Protesta de los transportistas contra el Gobierno de Sánchez. Twitter Chalecos verdes
Protesta de los transportistas contra el Gobierno de Sánchez. Twitter Chalecos verdes

El miedo ha cambiado de bando, escribía con acierto el periodista Agustín Benito desde la manifestación de los transportistas del viernes en Madrid. Miles de trabajadores protestaban ante el ministerio competente por el encarecimiento de los combustibles que ha provocado que les salga más barato quedarse en casa que ir a trabajar.

Los manifestantes portaban banderas de España, ikurriñas, gallegas, andaluzas, extremeñas… y hasta una tricolor de la segunda república. El rompeolas de todas las Españas del poema se hacía carne ante el horrible edificio ministerial de estilo soviético. La transversalidad, fenómeno tan inhabitual en nuestro país como temido por las élites, se materializaba en la protesta de los chalecos verdes. Ningún incidente, por cierto, entre los miles de asistentes a los que Moncloa y sus lacayos mediáticos tildan de ultraderechistas.

El espantajo estéril de que viene la ultraderecha suma cada vez menos adeptos y el motivo no es ningún secreto. Los españoles están preocupados por llegar a fin de mes, a poder ser, sin bajar la calefacción a 17 grados, poner velas en casa o ir en patinete al trabajo, remedios, todos ellos, patrocinados por la agenda 2030 con Ana Botín y Josep Borrell como punta de lanza de un movimiento que viaja en jets privados y come carne en los mejores restaurantes.

Es probable que el Gobierno no encuentre remedios para un problema de fondo -la pérdida de la soberanía energética- imposible de resolver para un ferviente devoto de la religión climática. Incluso acertando en el diagnóstico el problema no se resolvería, pues la receta de la transición energética -ya lo estamos comprobando- implica el cierre de centrales nucleares y la dependencia energética de países terceros. Sin un plan a medio o largo plazo, la izquierda Greta de sonrisas, magdalenas y carriles bicis (“en 2030 no tendrás nada y serás feliz”) es un gigantesco campo de concentración para los trabajadores.

De esta manera se entiende la negativa de Sánchez a bajar masivamente el IVA y el impuesto a los hidrocarburos para abaratar el precio de la gasolina.
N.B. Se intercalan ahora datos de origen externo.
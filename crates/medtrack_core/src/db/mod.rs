//! SQLite storage bootstrap and schema migration entry points.
//!
//! # Responsibility
//! - Open and configure SQLite connections for the medicine store.
//! - Apply schema migrations in deterministic order.
//! - Classify SQLite failures into constraint, contention and fatal classes.
//!
//! # Invariants
//! - Migration version is tracked via `PRAGMA user_version`.
//! - Core code must not read/write medicine data before migrations succeed.
//! - `pills_remaining >= 0` and one terminal event per dose are enforced by
//!   schema constraints, not by application code alone.

use rusqlite::ErrorCode;
use std::error::Error;
use std::fmt::{Display, Formatter};
use std::path::PathBuf;

pub mod migrations;
mod open;

pub use open::{open_db, open_db_in_memory, open_db_with, OpenOptions};

pub type DbResult<T> = Result<T, DbError>;

#[derive(Debug)]
pub enum DbError {
    Sqlite(rusqlite::Error),
    /// Parent directory of the database file could not be created.
    CreateDir {
        path: PathBuf,
        source: std::io::Error,
    },
    UnsupportedSchemaVersion {
        db_version: u32,
        latest_supported: u32,
    },
}

impl DbError {
    /// Returns true when the failure is transient lock contention
    /// (`SQLITE_BUSY` / `SQLITE_LOCKED`) and the transaction may be retried.
    pub fn is_lock_contention(&self) -> bool {
        matches!(
            sqlite_error_code(self),
            Some(ErrorCode::DatabaseBusy) | Some(ErrorCode::DatabaseLocked)
        )
    }
}

impl Display for DbError {
    fn fmt(&self, f: &mut Formatter<'_>) -> std::fmt::Result {
        match self {
            Self::Sqlite(err) => write!(f, "{err}"),
            Self::CreateDir { path, source } => {
                write!(f, "cannot create database directory {}: {source}", path.display())
            }
            Self::UnsupportedSchemaVersion {
                db_version,
                latest_supported,
            } => write!(
                f,
                "database schema version {db_version} is newer than supported {latest_supported}"
            ),
        }
    }
}

impl Error for DbError {
    fn source(&self) -> Option<&(dyn Error + 'static)> {
        match self {
            Self::Sqlite(err) => Some(err),
            Self::CreateDir { source, .. } => Some(source),
            Self::UnsupportedSchemaVersion { .. } => None,
        }
    }
}

impl From<rusqlite::Error> for DbError {
    fn from(value: rusqlite::Error) -> Self {
        Self::Sqlite(value)
    }
}

/// Constraint family reported by SQLite for a failed statement.
#[derive(Debug, Clone, Copy, PartialEq, Eq)]
pub enum ConstraintKind {
    /// `CHECK (...)` failed, e.g. `pills_remaining >= 0`.
    Check,
    /// `UNIQUE` or primary key collision.
    Unique,
    /// Foreign key reference is missing.
    ForeignKey,
    /// `RAISE(ABORT, ...)` from a trigger.
    Trigger,
    /// Any other constraint class.
    Other,
}

/// Returns the constraint class when `err` is a SQLite constraint violation.
pub fn constraint_kind(err: &rusqlite::Error) -> Option<ConstraintKind> {
    match err {
        rusqlite::Error::SqliteFailure(failure, _)
            if failure.code == ErrorCode::ConstraintViolation =>
        {
            let kind = match failure.extended_code {
                rusqlite::ffi::SQLITE_CONSTRAINT_CHECK => ConstraintKind::Check,
                rusqlite::ffi::SQLITE_CONSTRAINT_UNIQUE
                | rusqlite::ffi::SQLITE_CONSTRAINT_PRIMARYKEY => ConstraintKind::Unique,
                rusqlite::ffi::SQLITE_CONSTRAINT_FOREIGNKEY => ConstraintKind::ForeignKey,
                rusqlite::ffi::SQLITE_CONSTRAINT_TRIGGER => ConstraintKind::Trigger,
                _ => ConstraintKind::Other,
            };
            Some(kind)
        }
        _ => None,
    }
}

fn sqlite_error_code(err: &DbError) -> Option<ErrorCode> {
    match err {
        DbError::Sqlite(rusqlite::Error::SqliteFailure(failure, _)) => Some(failure.code),
        _ => None,
    }
}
Sencillamente no puede. Es pura ideología, cuestión de principios (no los de Sánchez, que no los tiene, sino los de la 2030 que aplica con disciplina). Si lo hiciera colisionaría con el plan (el modelo chino) de destrucción de las clases medias perpetrado por los gobernantes occidentales que se miran en el modelo pekinés de control total y sometimiento de la población.  

Quizá esto explique el giro proteccionista que desde hace más de un lustro está experimentando occidente. Proteccionismo como forma de autodefensa, como último bastión y escudo bajo el que el ciudadano medio se parapeta ante el vendaval de impuestos verdes, desindustrialización, prohibiciones y cesión de derechos que entregamos a diario con el aplauso generalizado. No nos lo tiene que explicar ningún erudito en un ensayo filosófico, es mucho más sencillo que eso: son las cosas del comer, del día a día, las que están en juego. El globalismo ataca una forma de vida, la de la gente corriente, porque la desprecia profundamente.
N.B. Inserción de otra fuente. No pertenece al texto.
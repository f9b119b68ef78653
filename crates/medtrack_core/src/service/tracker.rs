//! Tracker facade: the operation set used by API layers and pollers.
//!
//! # Responsibility
//! - Validate caller input at the boundary and translate it into typed values.
//! - Run every operation in exactly one store transaction: mutations in an
//!   immediate (single-writer) transaction that also bumps the version, reads
//!   in a deferred snapshot transaction.
//! - Retry lock contention with bounded backoff.
//!
//! # Invariants
//! - Safe to share across threads (`MedicineTracker: Send + Sync`); spawns no
//!   threads and runs no background work.
//! - File-backed trackers read on a separate connection, so WAL readers never
//!   wait on the writer.
//! - All reads of one tracker share that single reader connection and run one
//!   at a time; concurrent pollers and API reads queue behind each other.
//! - A failed operation commits nothing and leaves the version unchanged.

use crate::config::TrackerConfig;
use crate::db::{open_db_in_memory, open_db_with, OpenOptions};
use crate::model::medicine::{Medicine, MedicineId, MedicinePatch, MedicineSpec};
use crate::model::schedule::{TimeWindow, TimeWindowTable};
use crate::model::tracking::{
    DoseInstance, DoseStatus, SkipReason, SkipRecord, TrackingEvent, TrackingFilter,
    TrackingRecord, SKIP_NOTES_MAX_CHARS,
};
use crate::repo::medicine_repo::{MedicineListQuery, MedicineRepository, SqliteMedicineRepository};
use crate::repo::metadata_repo::SqliteMetadataRepository;
use crate::repo::tracking_repo::{SqliteTrackingRepository, TrackingRepository};
use crate::service::adherence::{build_report, resolve_range, AdherenceQuery, AdherenceReport};
use crate::service::error::{TrackerError, TrackerResult};
use crate::service::inventory::{record_skipped, record_taken, LowStockItem, MarkTakenResult};
use crate::service::reminder::{pending_doses, summarize_day, DaySnapshot, TodaySummary};
use crate::service::sync::SyncCoordinator;
use crate::service::transaction::{run_read, run_with_retry, run_write, RetryPolicy};
use chrono::{DateTime, FixedOffset, Local, NaiveDate, NaiveDateTime, NaiveTime, Utc};
use log::{debug, error, info, warn};
use rusqlite::{Connection, Transaction, TransactionBehavior};
use serde::{Deserialize, Serialize};
use std::path::Path;
use std::sync::{Mutex, MutexGuard, PoisonError};
use std::time::{Duration, Instant};

pub const PER_PAGE_DEFAULT: u32 = 20;
pub const PER_PAGE_MAX: u32 = 100;
pub const BATCH_MAX_IDS: usize = 20;

/// Open-time settings for a tracker.
#[derive(Debug, Clone, Copy, PartialEq, Eq)]
pub struct TrackerOptions {
    pub busy_timeout: Duration,
    pub retry: RetryPolicy,
    /// Persisted into `time_windows` at open.
    pub windows: TimeWindowTable,
}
Esta distancia abismal entre las élites y el pueblo explica fenómenos como el de los chalecos verdes, que de momento no se rinde ante las migajas ofrecidas por Sánchez. El Gobierno naufraga, mitad por sectarismo y mitad por ceguera, ante el que podría ser el principio del fin. Otra cosa es el PSOE, claro, mito al que algunos pretenden salvar (sanchismo malo, PSOE bueno) porque haciéndolo creen salvarse también ellos, aunque por el camino quien caiga sea España.

Esta brecha creciente entre los de arriba y los de abajo (como decía el primer Pablo Iglesias) no sólo enfrenta a la clase política con el españolito de a pie, sino también a los medios de comunicación, verdaderos enemigos del pueblo (en palabras de Trump). Esta semana se han producido dos ejemplos -a izquierda y derecha- que darían la razón al expresidente norteamericano.

El viernes por la mañana Isabel Díaz Ayuso acudía a un acto a una finca de Brunete donde posteriormente atendía a los medios de comunicación. Un periodista de La Sexta le preguntaba por la decisión de la Fiscalía Europea de reclamar la investigación por el contrato de mascarillas de su hermano. En ese momento algunos de los agricultores presentes en el acto irrumpían en la rueda de prensa:

-¡Hay que hablar del campo, estamos hablando de agricultura!

-¡Vamos a hablar del campo, hombre!

-¡Así nos va en España!

-¡Vamos a hablar de agricultura!

Ferreras, indignadísimo, reaccionaba al ver que los hombres del campo habían increpado a su periodista: “¿Ahora hay que preguntar a estos si podemos preguntar o no?” Al margen de cualquier consideración acerca de la libertad de expresión que, sin duda, ampara a La Sexta, es importante resaltar el matiz: “A estos”.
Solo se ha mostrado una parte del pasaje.